- [EXERCISE REQUIREMENTS] Each line of the records below that holds "MemoryCounter" should be returned.
*** Opening of THE INPUT ***
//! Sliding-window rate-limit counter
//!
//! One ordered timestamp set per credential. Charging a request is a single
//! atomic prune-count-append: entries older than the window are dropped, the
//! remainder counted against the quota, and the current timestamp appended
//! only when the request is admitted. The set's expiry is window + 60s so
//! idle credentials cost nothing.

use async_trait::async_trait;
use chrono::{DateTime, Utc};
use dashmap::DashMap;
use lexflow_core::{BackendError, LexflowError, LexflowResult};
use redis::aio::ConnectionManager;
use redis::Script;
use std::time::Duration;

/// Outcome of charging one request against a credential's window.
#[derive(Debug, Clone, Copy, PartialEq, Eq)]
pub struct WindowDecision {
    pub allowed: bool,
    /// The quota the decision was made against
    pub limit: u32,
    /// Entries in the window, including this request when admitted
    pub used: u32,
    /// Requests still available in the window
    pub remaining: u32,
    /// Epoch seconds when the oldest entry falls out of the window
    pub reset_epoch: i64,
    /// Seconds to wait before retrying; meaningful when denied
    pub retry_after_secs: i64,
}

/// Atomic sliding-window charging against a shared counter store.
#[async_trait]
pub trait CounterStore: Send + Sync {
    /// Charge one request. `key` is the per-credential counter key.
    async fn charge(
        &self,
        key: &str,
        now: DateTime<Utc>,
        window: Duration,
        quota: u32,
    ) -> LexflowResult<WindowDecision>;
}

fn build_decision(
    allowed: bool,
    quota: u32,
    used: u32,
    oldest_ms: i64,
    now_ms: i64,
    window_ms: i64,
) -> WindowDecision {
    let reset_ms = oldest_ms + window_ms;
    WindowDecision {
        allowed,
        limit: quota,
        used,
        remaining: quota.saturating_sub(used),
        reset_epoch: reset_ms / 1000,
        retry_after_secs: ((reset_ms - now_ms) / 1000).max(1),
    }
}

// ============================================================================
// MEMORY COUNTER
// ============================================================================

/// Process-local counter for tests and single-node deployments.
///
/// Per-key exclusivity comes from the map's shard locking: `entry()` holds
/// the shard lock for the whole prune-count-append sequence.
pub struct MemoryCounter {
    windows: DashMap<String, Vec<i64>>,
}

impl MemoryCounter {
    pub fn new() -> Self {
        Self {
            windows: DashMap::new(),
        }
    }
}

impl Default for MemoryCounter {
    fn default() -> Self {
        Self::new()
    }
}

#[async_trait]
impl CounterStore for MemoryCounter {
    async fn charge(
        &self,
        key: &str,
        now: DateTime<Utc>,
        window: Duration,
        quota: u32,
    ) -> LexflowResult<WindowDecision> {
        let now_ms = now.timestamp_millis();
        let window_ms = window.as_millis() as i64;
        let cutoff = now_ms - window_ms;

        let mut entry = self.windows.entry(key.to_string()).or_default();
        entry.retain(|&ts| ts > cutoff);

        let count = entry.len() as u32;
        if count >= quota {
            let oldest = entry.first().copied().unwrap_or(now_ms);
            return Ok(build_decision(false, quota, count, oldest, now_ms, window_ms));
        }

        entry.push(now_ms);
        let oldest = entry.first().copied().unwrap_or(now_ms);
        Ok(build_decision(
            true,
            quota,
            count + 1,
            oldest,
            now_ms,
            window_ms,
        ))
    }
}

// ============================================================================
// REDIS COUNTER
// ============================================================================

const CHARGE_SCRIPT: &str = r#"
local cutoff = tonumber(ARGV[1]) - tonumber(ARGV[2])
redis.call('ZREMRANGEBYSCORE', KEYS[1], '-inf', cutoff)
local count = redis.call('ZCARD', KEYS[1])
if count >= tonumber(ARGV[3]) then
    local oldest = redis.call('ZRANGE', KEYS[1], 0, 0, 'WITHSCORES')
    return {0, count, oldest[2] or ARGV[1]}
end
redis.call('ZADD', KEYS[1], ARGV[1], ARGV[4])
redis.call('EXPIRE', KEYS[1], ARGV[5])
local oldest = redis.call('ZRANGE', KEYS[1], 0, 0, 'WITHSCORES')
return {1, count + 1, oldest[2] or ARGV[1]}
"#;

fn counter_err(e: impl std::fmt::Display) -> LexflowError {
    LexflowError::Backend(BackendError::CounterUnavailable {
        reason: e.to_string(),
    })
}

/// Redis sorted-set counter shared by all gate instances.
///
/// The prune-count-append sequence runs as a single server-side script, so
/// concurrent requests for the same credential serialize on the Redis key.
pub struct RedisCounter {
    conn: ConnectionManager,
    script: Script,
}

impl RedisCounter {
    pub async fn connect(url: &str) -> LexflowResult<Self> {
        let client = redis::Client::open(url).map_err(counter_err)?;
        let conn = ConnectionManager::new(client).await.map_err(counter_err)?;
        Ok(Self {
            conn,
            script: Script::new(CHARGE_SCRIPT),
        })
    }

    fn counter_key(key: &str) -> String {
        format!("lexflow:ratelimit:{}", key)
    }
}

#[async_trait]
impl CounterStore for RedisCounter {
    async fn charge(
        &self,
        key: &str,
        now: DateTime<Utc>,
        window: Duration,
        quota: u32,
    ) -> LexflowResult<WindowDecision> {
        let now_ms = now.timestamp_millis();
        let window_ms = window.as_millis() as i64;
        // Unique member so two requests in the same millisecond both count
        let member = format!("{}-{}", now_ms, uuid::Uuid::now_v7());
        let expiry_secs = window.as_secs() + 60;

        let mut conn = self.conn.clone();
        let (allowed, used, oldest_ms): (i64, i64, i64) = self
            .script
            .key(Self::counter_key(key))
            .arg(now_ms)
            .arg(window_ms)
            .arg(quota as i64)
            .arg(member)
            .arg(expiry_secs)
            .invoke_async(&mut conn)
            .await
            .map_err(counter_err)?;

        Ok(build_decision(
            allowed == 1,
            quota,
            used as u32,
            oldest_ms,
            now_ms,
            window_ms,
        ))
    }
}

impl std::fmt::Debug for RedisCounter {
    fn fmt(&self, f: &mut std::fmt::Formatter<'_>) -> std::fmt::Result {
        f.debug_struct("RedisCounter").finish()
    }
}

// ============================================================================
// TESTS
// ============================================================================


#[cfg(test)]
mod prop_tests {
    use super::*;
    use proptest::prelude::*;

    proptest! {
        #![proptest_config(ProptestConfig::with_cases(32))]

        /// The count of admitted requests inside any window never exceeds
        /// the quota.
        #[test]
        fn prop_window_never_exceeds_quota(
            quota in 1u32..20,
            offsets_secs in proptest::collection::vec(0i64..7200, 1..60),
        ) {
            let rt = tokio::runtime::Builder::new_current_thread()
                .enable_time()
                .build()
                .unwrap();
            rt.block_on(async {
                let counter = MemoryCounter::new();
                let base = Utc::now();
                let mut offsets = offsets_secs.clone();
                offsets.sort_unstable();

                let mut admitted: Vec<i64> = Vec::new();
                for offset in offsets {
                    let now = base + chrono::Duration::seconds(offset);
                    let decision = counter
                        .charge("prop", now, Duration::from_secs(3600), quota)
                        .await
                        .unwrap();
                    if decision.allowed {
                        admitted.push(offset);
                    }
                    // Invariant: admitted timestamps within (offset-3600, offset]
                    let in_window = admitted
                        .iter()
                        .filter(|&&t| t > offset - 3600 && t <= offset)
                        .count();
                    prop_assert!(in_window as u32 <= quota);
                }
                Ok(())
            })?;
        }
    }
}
*** Close of THE INPUT ***
- [OUTPUT BELOW]
pub struct MemoryCounter {
impl MemoryCounter {
impl Default for MemoryCounter {
impl CounterStore for MemoryCounter {
                let counter = MemoryCounter::new();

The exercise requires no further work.